Kinetic and cytochemical identification of osteoclast precursors and their differentiation into multinucleated osteoclasts.

Positive identification of osteoclast percursors has not yet been possible. The authors have, in the present report, used a model system in the rat in which it is possible to induce the formation of multinucleated osteoclasts at a predictable and reproducible site and time (Tran Van P, Vignery A, Baron R. Anat Rec 1982, 202:445-451; Cell Tissue Res 1982, 225:283-292). This system allowed the investigation of the cellular events occurring locally during the recruitment and differentiation of osteoclast precursors.
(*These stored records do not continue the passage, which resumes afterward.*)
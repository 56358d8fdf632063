//! Stored tree entries
//!
//! One [`Entry`] per path. The identifier is assigned when an entry is first
//! seen and kept across in-place updates; a rename is a remove plus a fresh
//! insert.

use std::ffi::OsStr;

use rkyv::rancor::Error as RkyvError;
use rkyv::util::AlignedVec;
use rkyv::{Archive, Deserialize, Serialize};

use crate::clock::VectorStamp;
use crate::codec;
use crate::error::{Error, Result};
use crate::fs::FileStat;
use crate::hash::ContentHash;

/// What kind of object an entry mirrors.
#[derive(
    Archive,
    Serialize,
    Deserialize,
    serde::Serialize,
    serde::Deserialize,
    Debug,
    Clone,
    PartialEq,
    Eq,
)]
#[rkyv(derive(Debug))]
#[serde(tag = "type", rename_all = "snake_case")]
pub enum EntryKind {
    File,
    Directory,
    /// `weak` links close a cycle; `target` is then the ancestor's
    /// root-relative path rather than the on-disk link text.
    Link { target: String, weak: bool },
}

impl EntryKind {
    #[must_use]
    pub fn is_dir(&self) -> bool {
        matches!(self, Self::Directory)
    }

    #[must_use]
    pub fn label(&self) -> &'static str {
        match self {
            Self::File => "file",
            Self::Directory => "dir",
            Self::Link { weak: false, .. } => "link",
            Self::Link { weak: true, .. } => "weak-link",
        }
    }
}

/// Inode metadata snapshot.
#[derive(
    Archive,
    Serialize,
    Deserialize,
    serde::Serialize,
    serde::Deserialize,
    Debug,
    Clone,
    PartialEq,
    Eq,
)]
#[rkyv(derive(Debug))]
pub struct Blob {
    pub size: u64,
    pub birthtime_ms: i64,
    pub mtime_ms: i64,
    pub uid: u32,
    pub gid: u32,
    pub inode: u64,
    pub mode: u32,
    #[serde(with = "hex_hash")]
    pub hash: Option<[u8; 32]>,
}

impl Blob {
    #[must_use]
    pub fn from_stat(stat: &FileStat) -> Self {
        Self {
            size: stat.size,
            birthtime_ms: stat.birthtime_ms,
            mtime_ms: stat.mtime_ms,
            uid: stat.uid,
            gid: stat.gid,
            inode: stat.ino,
            mode: stat.mode,
            hash: None,
        }
    }

    /// Same size and timestamps.
    #[must_use]
    pub fn content_identical(&self, stat: &FileStat) -> bool {
        self.size == stat.size
            && self.mtime_ms == stat.mtime_ms
            && self.birthtime_ms == stat.birthtime_ms
    }

    /// Same size and timestamps as another blob.
    #[must_use]
    pub fn same_content(&self, other: &Self) -> bool {
        self.size == other.size
            && self.mtime_ms == other.mtime_ms
            && self.birthtime_ms == other.birthtime_ms
    }

    /// Content-identical with the same owner, mode and inode.
    #[must_use]
    pub fn fully_identical(&self, stat: &FileStat) -> bool {
        self.content_identical(stat)
            && self.uid == stat.uid
            && self.gid == stat.gid
            && self.mode == stat.mode
            && self.inode == stat.ino
    }

    /// New metadata, keeping the content hash only while content is unchanged.
    #[must_use]
    pub fn refresh(&self, stat: &FileStat) -> Self {
        let mut next = Self::from_stat(stat);
        if self.content_identical(stat) {
            next.hash = self.hash;
        }
        next
    }

    #[must_use]
    pub fn content_hash(&self) -> Option<ContentHash> {
        self.hash.map(ContentHash::from_raw)
    }
}

/// A mirrored filesystem object.
#[derive(
    Archive,
    Serialize,
    Deserialize,
    serde::Serialize,
    serde::Deserialize,
    Debug,
    Clone,
    PartialEq,
    Eq,
)]
#[rkyv(derive(Debug))]
pub struct Entry {
    #[serde(with = "hex_id")]
    pub id: [u8; 16],
    /// Display name (lossy UTF-8).
    pub name: String,
    /// Raw on-disk name.
    #[serde(skip)]
    pub disk_name: Vec<u8>,
    pub modification: VectorStamp,
    pub synchronization: Option<VectorStamp>,
    /// `None` means unavailable.
    pub blob: Option<Blob>,
    pub kind: EntryKind,
}

impl Entry {
    /// A fresh entry with a new identifier and an empty stamp.
    #[must_use]
    pub fn new(disk_name: &OsStr, kind: EntryKind, blob: Option<Blob>) -> Self {
        Self {
            id: *uuid::Uuid::new_v4().as_bytes(),
            name: disk_name.to_string_lossy().into_owned(),
            disk_name: codec::os_bytes(disk_name).into_owned(),
            modification: VectorStamp::default(),
            synchronization: None,
            blob,
            kind,
        }
    }

    #[must_use]
    pub fn from_stat(disk_name: &OsStr, kind: EntryKind, stat: &FileStat) -> Self {
        Self::new(disk_name, kind, Some(Blob::from_stat(stat)))
    }

    #[must_use]
    pub fn uuid(&self) -> uuid::Uuid {
        uuid::Uuid::from_bytes(self.id)
    }

    #[must_use]
    pub fn is_dir(&self) -> bool {
        self.kind.is_dir()
    }

    /// Whether the live object still has the same content.
    ///
    /// Entries without a blob never match.
    #[must_use]
    pub fn content_identical(&self, stat: &FileStat) -> bool {
        self.blob.as_ref().is_some_and(|b| b.content_identical(stat))
    }

    /// The same entry (same identifier) with metadata refreshed from `stat`.
    #[must_use]
    pub fn refreshed(&self, stat: &FileStat) -> Self {
        let blob = match &self.blob {
            Some(blob) => blob.refresh(stat),
            None => Blob::from_stat(stat),
        };
        Self {
            blob: Some(blob),
            ..self.clone()
        }
    }

    /// Whether `live` describes the same object state as this stored entry.
    #[must_use]
    pub fn unchanged(&self, live: &Self) -> bool {
        self.kind == live.kind
            && match (&self.blob, &live.blob) {
                (Some(stored), Some(live)) => stored.same_content(live),
                (None, None) => true,
                _ => false,
            }
    }

    /// `live`'s state under this entry's identity and stamps.
    ///
    /// The stored content hash survives only if the content is unchanged.
    #[must_use]
    pub fn updated_from(&self, live: Entry) -> Self {
        let mut blob = live.blob;
        if let (Some(next), Some(prev)) = (blob.as_mut(), self.blob.as_ref()) {
            if next.hash.is_none() && prev.same_content(next) {
                next.hash = prev.hash;
            }
        }
        Self {
            id: self.id,
            modification: self.modification.clone(),
            synchronization: self.synchronization.clone(),
            blob,
            ..live
        }
    }

    /// # Errors
    /// Returns `Codec` if the entry cannot be archived.
    pub fn to_bytes(&self) -> Result<Vec<u8>> {
        let bytes = rkyv::to_bytes::<RkyvError>(self).map_err(|e| Error::Codec(e.to_string()))?;
        Ok(bytes.to_vec())
    }

    /// Decode an archived entry. The input need not be aligned.
    ///
    /// # Errors
    /// Returns `Codec` if the bytes are not a valid archive.
    pub fn from_bytes(bytes: &[u8]) -> Result<Self> {
        let mut aligned = AlignedVec::<16>::with_capacity(bytes.len());
        aligned.extend_from_slice(bytes);
        rkyv::from_bytes::<Self, RkyvError>(&aligned).map_err(|e| Error::Codec(e.to_string()))
    }
}

mod hex_id {
    use serde::{Deserialize, Deserializer, Serializer};

    pub fn serialize<S: Serializer>(id: &[u8; 16], s: S) -> Result<S::Ok, S::Error> {
        s.serialize_str(&uuid::Uuid::from_bytes(*id).to_string())
    }

    pub fn deserialize<'de, D: Deserializer<'de>>(d: D) -> Result<[u8; 16], D::Error> {
        let text = String::deserialize(d)?;
        uuid::Uuid::parse_str(&text)
            .map(|id| *id.as_bytes())
            .map_err(serde::de::Error::custom)
    }
}

mod hex_hash {
    use serde::{Deserialize, Deserializer, Serializer};

    #[allow(clippy::ref_option)]
    pub fn serialize<S: Serializer>(hash: &Option<[u8; 32]>, s: S) -> Result<S::Ok, S::Error> {
        match hash {
            Some(hash) => s.serialize_some(&hex::encode(hash)),
            None => s.serialize_none(),
        }
    }

    pub fn deserialize<'de, D: Deserializer<'de>>(d: D) -> Result<Option<[u8; 32]>, D::Error> {
        let Some(text) = Option::<String>::deserialize(d)? else {
            return Ok(None);
        };
        let bytes = hex::decode(&text).map_err(serde::de::Error::custom)?;
        let hash: [u8; 32] = bytes
            .try_into()
            .map_err(|_| serde::de::Error::custom("content hash must be 32 bytes"))?;
        Ok(Some(hash))
    }
}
Prior to the formation of multinucleated osteoclasts, mononuclear cells positive for fluoride-inhibitable nonspecific esterase and cells positive for tartrate-resistant acid phosphatase increase in number locally. Double staining procedures demonstrated the presence of both enzymes in a number of cells, thereby suggesting that they are steps in the differentiation of a single cell population. Ultrastructural studies show that lysosomal enzymes are present in every compartment of the biosynthetic pathway, in small primary lysosomes and various forms of storage granules. As these precursors arrive at the bone surface, the storage granule lysosomes are markedly depleted. It is concluded that mononuclear precursors of the osteoclast are members of the mononuclear-phagocyte lineage and differentiate early to synthesize, store, and later secrete large quantities of lysosomal enzymes. The mature osteoclast, which, as its precursor, is positive for the mononuclear-phagocyte marker enzyme nonspecific esterase, results from the fusion of these mononuclear precursors, which occurs only after their attachment to the bone surface to be resorbed.